Last week, I took SB over to the family farm to hang out with his brothers and fellow hunting friends. They went on their annual hunting quest, in search of the perfect deer and I held down the fort. I had plenty of sewing projects to keep me busy and in the evenings I got the fires going and settled in for a chapter or two of  The Hobbit. The film adaptation is being waited for with great excitement, here in the States. It seems that this winter season will bring a host of good movies, but this one is our family's personal favorite.

In honor of Bilbo and his grand adventure, I'm making tea and oatcakes and baked apples. I have a bottle of mead and may crack it open to have just a smidge. I think Bilbo would approve. Of course, I have the honey to drizzle on one or two, but I will be making mine for supper ... and supper requires a bit more sustenance, so it's bacon and mushrooms and a bit of cheese that I'll be adding to my oatcakes. I'm sure Bilbo would approve! ( I found the recipe at the BBC website; it comes from a Brit cooking/travel show called The Hairy Bikers Cookbook. Hmmm ... never having seen it, I'm curious. ) I have changed the recipe just a bit ... because I am learning about bread making and cake making and cooking ... and what I like.

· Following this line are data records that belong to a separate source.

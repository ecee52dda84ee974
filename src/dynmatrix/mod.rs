mod ops;
mod square;
mod util;

pub use ops::Cellwise;
pub use util::{Csv, DiagonalCsv, Precision};

use alloc::vec::Vec;
use core::ops::{Index, IndexMut};

use crate::traits::Scalar;

/// Allocation failure while creating a matrix buffer.
///
/// Returned by every constructor and by every operation that needs scratch
/// storage. Shape mismatches and out-of-range indices are contract
/// violations and panic instead.
///
/// ```
/// use spectral_core::{DynMatrix, MatrixError};
///
/// let err = DynMatrix::<f64>::zeros(usize::MAX, 2).unwrap_err();
/// assert!(matches!(err, MatrixError::CapacityOverflow { .. }));
/// ```
#[derive(Debug, Clone, Copy, PartialEq, Eq)]
pub enum MatrixError {
    /// `nrows * ncols` does not fit in `usize`.
    CapacityOverflow { nrows: usize, ncols: usize },
    /// The allocator refused a buffer of `len` elements.
    AllocFailed { len: usize },
}

impl core::fmt::Display for MatrixError {
    fn fmt(&self, f: &mut core::fmt::Formatter<'_>) -> core::fmt::Result {
        match self {
            MatrixError::CapacityOverflow { nrows, ncols } => {
                write!(f, "matrix size {}x{} overflows usize", nrows, ncols)
            }
            MatrixError::AllocFailed { len } => {
                write!(f, "failed to allocate a buffer of {} elements", len)
            }
        }
    }
}

#[cfg(feature = "std")]
impl std::error::Error for MatrixError {}

/// Policy for validating logical `(row, col)` indices.
///
/// Chosen per matrix at construction time and inherited by matrices
/// derived from it (copies, fresh results of operations).
///
/// ```
/// use spectral_core::{BoundsCheck, DynMatrix};
///
/// let m = DynMatrix::<f64>::zeros(2, 2)
///     .unwrap()
///     .with_bounds_check(BoundsCheck::Always);
/// assert_eq!(m.bounds_check(), BoundsCheck::Always);
/// ```
#[derive(Debug, Clone, Copy, PartialEq, Eq, Default)]
pub enum BoundsCheck {
    /// Out-of-range indices panic in every build.
    Always,
    /// Out-of-range indices panic in debug builds only. In release builds an
    /// index that is logically out of range but still inside the buffer
    /// reads or writes an unspecified element; an index past the end of the
    /// buffer still panics.
    #[default]
    DebugOnly,
}

/// Dynamically-sized heap-allocated matrix.
///
/// Row-major `Vec<T>` storage in the *untransposed* orientation, plus a
/// transpose flag. [`transpose`](DynMatrix::transpose) flips the flag and
/// swaps the reported shape in O(1); the buffer is never touched. Every
/// element access computes the physical offset from the flag in one step.
///
/// A `DynMatrix` exclusively owns its buffer. The transpose flag is plain
/// state: mutating a matrix through `&mut` is not meant to be shared across
/// threads.
///
/// # Examples
///
/// ```
/// use spectral_core::DynMatrix;
///
/// let mut a = DynMatrix::from_rows(2, 3, &[1.0_f64, 2.0, 3.0, 4.0, 5.0, 6.0]).unwrap();
/// assert_eq!(a[(0, 2)], 3.0);
/// assert_eq!(a.shape(), (2, 3));
///
/// a.transpose();
/// assert_eq!(a.shape(), (3, 2));
/// assert_eq!(a[(2, 0)], 3.0);
/// ```
#[derive(Debug, Clone)]
pub struct DynMatrix<T> {
    data: Vec<T>,
    /// Physical row count (untransposed orientation).
    rows: usize,
    /// Physical column count, i.e. the row stride of `data`.
    cols: usize,
    transposed: bool,
    bounds: BoundsCheck,
}

/// Dynamic matrix with `f32` elements.
pub type DynMatrixf32 = DynMatrix<f32>;
/// Dynamic matrix with `f64` elements.
pub type DynMatrixf64 = DynMatrix<f64>;

/// Allocate a buffer of `len` copies of `value`, reporting failure instead
/// of aborting. An empty buffer performs no allocation.
pub(crate) fn try_alloc<T: Clone>(len: usize, value: T) -> Result<Vec<T>, MatrixError> {
    let mut data = Vec::new();
    if len > 0 {
        data.try_reserve_exact(len)
            .map_err(|_| MatrixError::AllocFailed { len })?;
        data.resize(len, value);
    }
    Ok(data)
}

fn buffer_len(nrows: usize, ncols: usize) -> Result<usize, MatrixError> {
    nrows
        .checked_mul(ncols)
        .ok_or(MatrixError::CapacityOverflow { nrows, ncols })
}

// ── Constructors ────────────────────────────────────────────────────

impl<T: Scalar> DynMatrix<T> {
    /// Create an `nrows x ncols` matrix of zeros.
    ///
    /// ```
    /// use spectral_core::DynMatrix;
    /// let m = DynMatrix::<f64>::zeros(2, 3).unwrap();
    /// assert_eq!(m.nrows(), 2);
    /// assert_eq!(m.ncols(), 3);
    /// assert_eq!(m[(1, 2)], 0.0);
    /// ```
    pub fn zeros(nrows: usize, ncols: usize) -> Result<Self, MatrixError> {
        Self::fill(nrows, ncols, T::zero())
    }

    /// Create a matrix filled with a given value.
    ///
    /// ```
    /// use spectral_core::DynMatrix;
    /// let m = DynMatrix::fill(2, 3, 7.0_f64).unwrap();
    /// assert_eq!(m[(0, 0)], 7.0);
    /// assert_eq!(m[(1, 2)], 7.0);
    /// ```
    pub fn fill(nrows: usize, ncols: usize, value: T) -> Result<Self, MatrixError> {
        let len = buffer_len(nrows, ncols)?;
        Ok(Self {
            data: try_alloc(len, value)?,
            rows: nrows,
            cols: ncols,
            transposed: false,
            bounds: BoundsCheck::default(),
        })
    }

    /// Create an `n x n` identity matrix.
    ///
    /// ```
    /// use spectral_core::DynMatrix;
    /// let id = DynMatrix::<f64>::eye(3).unwrap();
    /// assert_eq!(id[(0, 0)], 1.0);
    /// assert_eq!(id[(0, 1)], 0.0);
    /// assert_eq!(id[(2, 2)], 1.0);
    /// ```
    pub fn eye(n: usize) -> Result<Self, MatrixError> {
        let mut m = Self::zeros(n, n)?;
        for i in 0..n {
            m[(i, i)] = T::one();
        }
        Ok(m)
    }

    /// Zero matrix with the same logical shape and bounds policy as `other`.
    pub fn like(other: &Self) -> Result<Self, MatrixError> {
        Ok(Self::zeros(other.nrows(), other.ncols())?.with_bounds_check(other.bounds))
    }

    /// Create a matrix from a flat slice in row-major order.
    ///
    /// Panics if `row_major.len() != nrows * ncols`.
    ///
    /// ```
    /// use spectral_core::DynMatrix;
    /// let m = DynMatrix::from_rows(2, 3, &[1.0, 2.0, 3.0, 4.0, 5.0, 6.0]).unwrap();
    /// assert_eq!(m[(0, 2)], 3.0);
    /// assert_eq!(m[(1, 0)], 4.0);
    /// ```
    pub fn from_rows(nrows: usize, ncols: usize, row_major: &[T]) -> Result<Self, MatrixError> {
        let len = buffer_len(nrows, ncols)?;
        assert_eq!(
            row_major.len(),
            len,
            "slice length {} does not match {}x{} matrix",
            row_major.len(),
            nrows,
            ncols,
        );
        let mut m = Self::zeros(nrows, ncols)?;
        m.data.copy_from_slice(row_major);
        Ok(m)
    }

    /// Create a matrix by calling `f(row, col)` for each element.
    ///
    /// ```
    /// use spectral_core::DynMatrix;
    /// let m = DynMatrix::from_fn(3, 3, |i, j| if i == j { 1.0_f64 } else { 0.0 }).unwrap();
    /// assert_eq!(m[(0, 0)], 1.0);
    /// assert_eq!(m[(0, 1)], 0.0);
    /// ```
    pub fn from_fn(
        nrows: usize,
        ncols: usize,
        f: impl Fn(usize, usize) -> T,
    ) -> Result<Self, MatrixError> {
        let mut m = Self::zeros(nrows, ncols)?;
        for i in 0..nrows {
            for j in 0..ncols {
                m.data[i * ncols + j] = f(i, j);
            }
        }
        Ok(m)
    }

    /// Deep copy into a freshly allocated matrix.
    ///
    /// Unlike `clone`, reports allocation failure. The copy keeps the logical
    /// shape, the transpose view and the bounds policy of `self`.
    pub fn try_clone(&self) -> Result<Self, MatrixError> {
        let mut data = try_alloc(self.data.len(), T::zero())?;
        data.copy_from_slice(&self.data);
        Ok(Self {
            data,
            rows: self.rows,
            cols: self.cols,
            transposed: self.transposed,
            bounds: self.bounds,
        })
    }

    /// Deep copy `src` into `self`, element by element in logical order.
    ///
    /// Panics if the logical shapes differ.
    pub fn copy_from(&mut self, src: &Self) {
        assert_eq!(
            self.shape(),
            src.shape(),
            "dimension mismatch: copy {}x{} into {}x{}",
            src.nrows(),
            src.ncols(),
            self.nrows(),
            self.ncols(),
        );
        if self.transposed == src.transposed {
            self.data.copy_from_slice(&src.data);
            return;
        }
        for i in 0..self.nrows() {
            for j in 0..self.ncols() {
                self.set(i, j, src.at(i, j));
            }
        }
    }
}

// ── Shape and view ──────────────────────────────────────────────────

impl<T> DynMatrix<T> {
    /// Number of rows of the logical (possibly transposed) view.
    #[inline]
    pub fn nrows(&self) -> usize {
        if self.transposed {
            self.cols
        } else {
            self.rows
        }
    }

    /// Number of columns of the logical (possibly transposed) view.
    #[inline]
    pub fn ncols(&self) -> usize {
        if self.transposed {
            self.rows
        } else {
            self.cols
        }
    }

    /// `(nrows, ncols)` of the logical view.
    #[inline]
    pub fn shape(&self) -> (usize, usize) {
        (self.nrows(), self.ncols())
    }

    /// Whether the matrix is square.
    #[inline]
    pub fn is_square(&self) -> bool {
        self.rows == self.cols
    }

    /// Whether the matrix has no elements.
    #[inline]
    pub fn is_empty(&self) -> bool {
        self.data.is_empty()
    }

    /// Whether the transpose view is active.
    #[inline]
    pub fn is_transposed(&self) -> bool {
        self.transposed
    }

    /// Transpose in place by flipping the view. O(1), never copies data.
    #[inline]
    pub fn transpose(&mut self) {
        self.transposed = !self.transposed;
    }

    /// Consume and return the transposed view.
    #[inline]
    pub fn into_transpose(mut self) -> Self {
        self.transpose();
        self
    }

    /// Bounds policy of this matrix.
    #[inline]
    pub fn bounds_check(&self) -> BoundsCheck {
        self.bounds
    }

    /// Replace the bounds policy.
    #[inline]
    pub fn with_bounds_check(mut self, bounds: BoundsCheck) -> Self {
        self.bounds = bounds;
        self
    }

    /// Physical offset of logical element `(row, col)`.
    #[inline]
    fn offset(&self, row: usize, col: usize) -> usize {
        match self.bounds {
            BoundsCheck::Always => assert!(
                row < self.nrows() && col < self.ncols(),
                "index ({}, {}) out of bounds for {}x{} matrix",
                row,
                col,
                self.nrows(),
                self.ncols(),
            ),
            BoundsCheck::DebugOnly => debug_assert!(
                row < self.nrows() && col < self.ncols(),
                "index ({}, {}) out of bounds for {}x{} matrix",
                row,
                col,
                self.nrows(),
                self.ncols(),
            ),
        }
        if self.transposed {
            col * self.cols + row
        } else {
            row * self.cols + col
        }
    }

    /// Reference to logical element `(row, col)`.
    #[inline]
    pub fn get(&self, row: usize, col: usize) -> &T {
        &self.data[self.offset(row, col)]
    }

    /// Mutable reference to logical element `(row, col)`.
    #[inline]
    pub fn get_mut(&mut self, row: usize, col: usize) -> &mut T {
        let k = self.offset(row, col);
        &mut self.data[k]
    }
}

impl<T: Copy> DynMatrix<T> {
    /// Value of logical element `(row, col)`.
    #[inline]
    pub fn at(&self, row: usize, col: usize) -> T {
        self.data[self.offset(row, col)]
    }

    /// Overwrite logical element `(row, col)`.
    #[inline]
    pub fn set(&mut self, row: usize, col: usize, value: T) {
        let k = self.offset(row, col);
        self.data[k] = value;
    }
}

// ── Index ───────────────────────────────────────────────────────────

impl<T> Index<(usize, usize)> for DynMatrix<T> {
    type Output = T;

    #[inline]
    fn index(&self, (row, col): (usize, usize)) -> &T {
        self.get(row, col)
    }
}

impl<T> IndexMut<(usize, usize)> for DynMatrix<T> {
    #[inline]
    fn index_mut(&mut self, (row, col): (usize, usize)) -> &mut T {
        self.get_mut(row, col)
    }
}

// ── Equality ────────────────────────────────────────────────────────

/// Logical equality: same shape and same element at every `(row, col)`,
/// regardless of transpose view or bounds policy.
impl<T: Copy + PartialEq> PartialEq for DynMatrix<T> {
    fn eq(&self, other: &Self) -> bool {
        if self.shape() != other.shape() {
            return false;
        }
        if self.transposed == other.transposed {
            return self.data == other.data;
        }
        for i in 0..self.nrows() {
            for j in 0..self.ncols() {
                if self.at(i, j) != other.at(i, j) {
                    return false;
                }
            }
        }
        true
    }
}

Since The Hobbit begins with an unexpected party, I thought I'd celebrate The Spice Garden's third anniversary - not all that unexpected. I just remembered, as I browsed through back posts looking to see if I'd posted a favorite recipe of gulaschsuppe.  While I contemplated making gulaschsuppe, I made the oatcake batter ... then I went Christmas shopping and left the batter to sit all afternoon to develop the glutens and soften the oats.

While I was out shopping, I bought two HUGE Macoun apples to use for sweet lemon-y sugar-y baked apples. Can you think of anything more home-y and delish as a baked apple and an oatcake wrapped around bacon, scallions, Cheddar, and chunks of butter-y mushrooms?  I ask you.

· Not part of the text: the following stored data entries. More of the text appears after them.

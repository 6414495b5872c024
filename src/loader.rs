use crate::error::{AutomatorError, Result};
use crate::types::{ColumnRoles, Dataset, LoadReport, NormalizedRow};
use crate::util::{month_key, parse_amount, parse_date_safe};
use csv::ReaderBuilder;
use log::{info, warn};
use std::io::Read;
use std::path::Path;

pub fn load_dataset(path: &Path) -> Result<Dataset> {
    let file = std::fs::File::open(path)?;
    let dataset = read_dataset(file)?;
    info!(
        "loaded {} rows, {} columns from {}",
        dataset.len(),
        dataset.headers.len(),
        path.display()
    );
    Ok(dataset)
}

/// Read a CSV with a header row. Short or long records are kept as-is.
pub fn read_dataset<R: Read>(reader: R) -> Result<Dataset> {
    let mut rdr = ReaderBuilder::new().flexible(true).from_reader(reader);
    let headers: Vec<String> = rdr
        .headers()?
        .iter()
        .enumerate()
        .map(|(i, h)| {
            let h = if i == 0 { h.trim_start_matches('\u{feff}') } else { h };
            h.trim().to_string()
        })
        .collect();
    if headers.is_empty() {
        return Err(AutomatorError::EmptyFile);
    }

    let mut rows = Vec::new();
    for record in rdr.records() {
        let record = record?;
        rows.push(record.iter().map(str::to_string).collect());
    }
    Ok(Dataset::new(headers, rows))
}

/// Turn raw rows into typed rows, dropping any without a usable date or amount.
///
/// The drop counts travel back in the `LoadReport` so callers can show them.
pub fn normalize(dataset: &Dataset, roles: &ColumnRoles) -> (Vec<NormalizedRow>, LoadReport) {
    let mut invalid_dates = 0usize;
    let mut invalid_amounts = 0usize;
    let mut out: Vec<NormalizedRow> = Vec::with_capacity(dataset.len());

    for i in 0..dataset.len() {
        let date = match parse_date_safe(dataset.value(i, roles.date.index)) {
            Some(d) => d,
            None => {
                invalid_dates += 1;
                continue;
            }
        };
        let amount = match parse_amount(dataset.value(i, roles.amount.index)) {
            Some(a) => a,
            None => {
                invalid_amounts += 1;
                continue;
            }
        };
        // Blank product cells stay `None`: counted in revenue, left out of the ranking.
        let product = roles
            .product
            .as_ref()
            .and_then(|col| dataset.value(i, col.index))
            .map(str::trim)
            .filter(|name| !name.is_empty())
            .map(str::to_string);

        out.push(NormalizedRow {
            date,
            month: month_key(date),
            amount,
            product,
        });
    }

    let report = LoadReport {
        total_rows: dataset.len(),
        retained_rows: out.len(),
        invalid_dates,
        invalid_amounts,
    };
    if report.dropped_rows() > 0 {
        warn!(
            "dropped {} rows ({} unparseable dates, {} missing or invalid amounts)",
            report.dropped_rows(),
            invalid_dates,
            invalid_amounts
        );
    }
    info!("{} of {} rows retained", report.retained_rows, report.total_rows);
    (out, report)
}

#[cfg(test)]
mod tests {
    use super::*;
    use crate::detect::detect_columns;
    use chrono::NaiveDate;
    use rust_decimal::Decimal;

    const SAMPLE: &str = "\
Date,Product,Amount
2024-01-05,Widget,100
N/A,Widget,999
2024-01-20,,50
2024-02-10,Gadget,
2024-02-11,Gadget,abc
2024-02-12,Gadget,SKU-7: 20
";

    #[test]
    fn reads_headers_and_rows() {
        let ds = read_dataset(SAMPLE.as_bytes()).unwrap();
        assert_eq!(ds.headers, vec!["Date", "Product", "Amount"]);
        assert_eq!(ds.len(), 6);
        assert_eq!(ds.value(0, 1), Some("Widget"));
    }

    #[test]
    fn strips_bom_and_whitespace_from_headers() {
        let ds = read_dataset("\u{feff}Date , Amount\n2024-01-01,1\n".as_bytes()).unwrap();
        assert_eq!(ds.headers, vec!["Date", "Amount"]);
    }

    #[test]
    fn tolerates_short_rows() {
        let ds = read_dataset("Date,Amount,Product\n2024-01-01,5\n".as_bytes()).unwrap();
        let roles = detect_columns(&ds.headers).require().unwrap();
        let (rows, report) = normalize(&ds, &roles);
        assert_eq!(report.retained_rows, 1);
        assert_eq!(rows[0].product, None);
    }

    #[test]
    fn empty_input_is_an_error() {
        let err = read_dataset("".as_bytes()).unwrap_err();
        assert!(matches!(err, AutomatorError::EmptyFile));
    }

    #[test]
    fn normalize_counts_dropped_rows() {
        let ds = read_dataset(SAMPLE.as_bytes()).unwrap();
        let roles = detect_columns(&ds.headers).require().unwrap();
        let (rows, report) = normalize(&ds, &roles);

        assert_eq!(
            report,
            LoadReport {
                total_rows: 6,
                retained_rows: 2,
                invalid_dates: 1,
                invalid_amounts: 3,
            }
        );
        assert_eq!(rows[0].date, NaiveDate::from_ymd_opt(2024, 1, 5).unwrap());
        assert_eq!(rows[0].month, "2024-01");
        assert_eq!(rows[0].amount, Decimal::from(100));
        assert_eq!(rows[0].product.as_deref(), Some("Widget"));
        assert_eq!(rows[1].product, None);
        assert_eq!(rows[1].amount, Decimal::from(50));
    }
}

My goodness! Three years and over a thousand good meals and sweets shared, friends made all over cyberspace, a culinary bucket list beginning, many a cyberpath traipsed there and back again to my little garden, and so much learned! It's been a wonderful adventure! A delicious quest ... the finest kind! Stick a candle in one of these and help me celebrate!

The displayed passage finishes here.